When it comes to factors Republican voters should weigh this year in the primary, the chairwoman of Montgomery County’s Republican committee says they should consider who can win the suburbs around Philadelphia. 

“I think it needs to be at the top of the list,” said Liz Preate Havey. “Listen, I think President Trump lost Pennsylvania because of the Southeast, and we need to figure out a way to get some of our voters back.” 

Getting those voters back involves having a message that resonates, Havey said. 

“I think people want to hear how do we deal with inflation. How do we deal with this pandemic? Everybody feels down about the pandemic, or at least everybody I talk to -- doesn’t to matter what party you’re in,” she said. “They’re looking for a message that is calm, intelligent, articulate and deals with their every day issues.” 

The field of candidates running for the Republican nomination includes Mehmet Oz, who became a household name through his Dr. Oz daytime TV show, Dave McCormick, a former hedge fund manager, Carla Sands, a former ambassador during the Trump administration, and conservative commentator Kathy Barnette from Montgomery County. 

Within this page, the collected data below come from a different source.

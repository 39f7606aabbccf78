//! World obstacles: registry, visibility and collision
//!
//! The map is a torus: every distance here takes the shortest path across
//! the wrap seams.

pub mod collision;
pub mod obstacle;
pub mod visibility;

pub use collision::{check_collision, first_collision, toroidal_offset};
pub use obstacle::{BatchReport, Obstacle, ObstacleStore};
pub use visibility::{ViewQuery, VisibilityProcessor, VisibleObstacle, VisibleSet, write_records};
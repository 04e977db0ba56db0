use chrono::NaiveDate;

/// Counts the calendar days shared by two closed date intervals.
///
/// Both endpoints of each interval are inclusive, so two intervals that meet
/// on a single day share one day, and intervals that merely touch end-to-start
/// (`..=Jan 5` and `Jan 6..=`) share none. Each interval must satisfy
/// `start <= end`.
#[must_use]
pub fn overlap_days(
    start_a: NaiveDate,
    end_a: NaiveDate,
    start_b: NaiveDate,
    end_b: NaiveDate,
) -> u64 {
    let start = start_a.max(start_b);
    let end = end_a.min(end_b);

    if start > end {
        return 0;
    }

    end.signed_duration_since(start).num_days().unsigned_abs() + 1
}
impl CollaborationRecord {
    /// Creates a record for a pair of employees with no shared days yet.
    #[must_use]
    pub const fn new(employee_a: EmployeeId, employee_b: EmployeeId) -> Self {
        Self {
            employee_a,
            employee_b,
            total_days: 0,
            projects: Vec::new(),
        }
    }

    /// The employee of the pair who appeared first in the input.
    #[must_use]
    pub const fn employee_a(&self) -> &EmployeeId {
        &self.employee_a
    }

    /// The employee of the pair who appeared second in the input.
    #[must_use]
    pub const fn employee_b(&self) -> &EmployeeId {
        &self.employee_b
    }

    /// The total number of days the pair worked together, across all projects.
    #[must_use]
    pub const fn total_days(&self) -> u64 {
        self.total_days
    }

    /// The per-project breakdown, in the order each project was first shared.
    #[must_use]
    pub fn projects(&self) -> &[ProjectContribution] {
        &self.projects
    }

    /// Returns `true` if the pair shares no days at all.
    #[must_use]
    pub const fn is_empty(&self) -> bool {
        self.projects.is_empty()
    }

    /// The number of days the pair shared on a single project.
    #[must_use]
    pub fn days_on(&self, project_id: &str) -> u64 {
        self.projects
            .iter()
            .find(|p| p.project_id.as_str() == project_id)
            .map_or(0, ProjectContribution::days_worked)
    }

    /// Adds shared days on a project.
    ///
    /// Days on a project already in the record are added to its existing
    /// contribution rather than listed again.
    pub fn add_contribution(&mut self, project_id: &ProjectId, days: NonZeroU64) {
        if let Some(existing) = self
            .projects
            .iter_mut()
            .find(|p| &p.project_id == project_id)
        {
            existing.days_worked = existing.days_worked.saturating_add(days.get());
        } else {
            self.projects
                .push(ProjectContribution::new(project_id.clone(), days));
        }
        self.total_days = self.total_days.saturating_add(days.get());
    }
}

The Democratic field includes Pennsylvania Lt. Gov. John Fetterman, U.S. Rep. Conor Lamb who represents the Pittsburgh area, and Pennsylvania state Rep. Malcolm Kenyatta (D-Philadelphia) who represents North Philadelphia. Montgomery County commission chair Val Arkoosh recently suspended her campaign.

Democrats are looking to hold onto crossover and independent voters who chose Joe Biden in 2020.

“That’s our goal,” said Joe Foster, who serves as chair of the Montgomery County Democratic Committee.

Talking to independents, Democrats need to stress that “our candidate stands for the principles you hold and this is the person for whom you should be voting,” Foster said. “I think we can do it in Montgomery County with some success. The question is how it’s going to play out in the rest of the state.”

In an interview outside the Wayne restaurant where he was mingling with voters, Bartos said he can convince voters who voted for Biden that they should vote for him, and said his campaign is talking about issues that resonate in the suburbs as well as in other parts of the state.

“Everyone deserves and wants safe streets. They want safe communities, parents want a say in their children’s education,” Bartos said.

While some voters held signs and cheered when he arrived, others said they were just there to meet him and check out their options. 

There are plenty of Democrats and Republicans running for governor and U.S. Senate in Pennsylvania this year. NBC10 reporter Lauren Mayk hits the whiteboard to run down each candidate's bonafides.

“I’m looking for somebody who is going to do what they say they are going to do,” said Patricia Nastasiak from Radnor. 

Bill Hicks, of Wayne, predicted that convincing people to vote Republican this year will be “an easier task as bad as things have gotten.”

"I think there’s a good possibility that people will look at it and say maybe we need some change," Hicks said.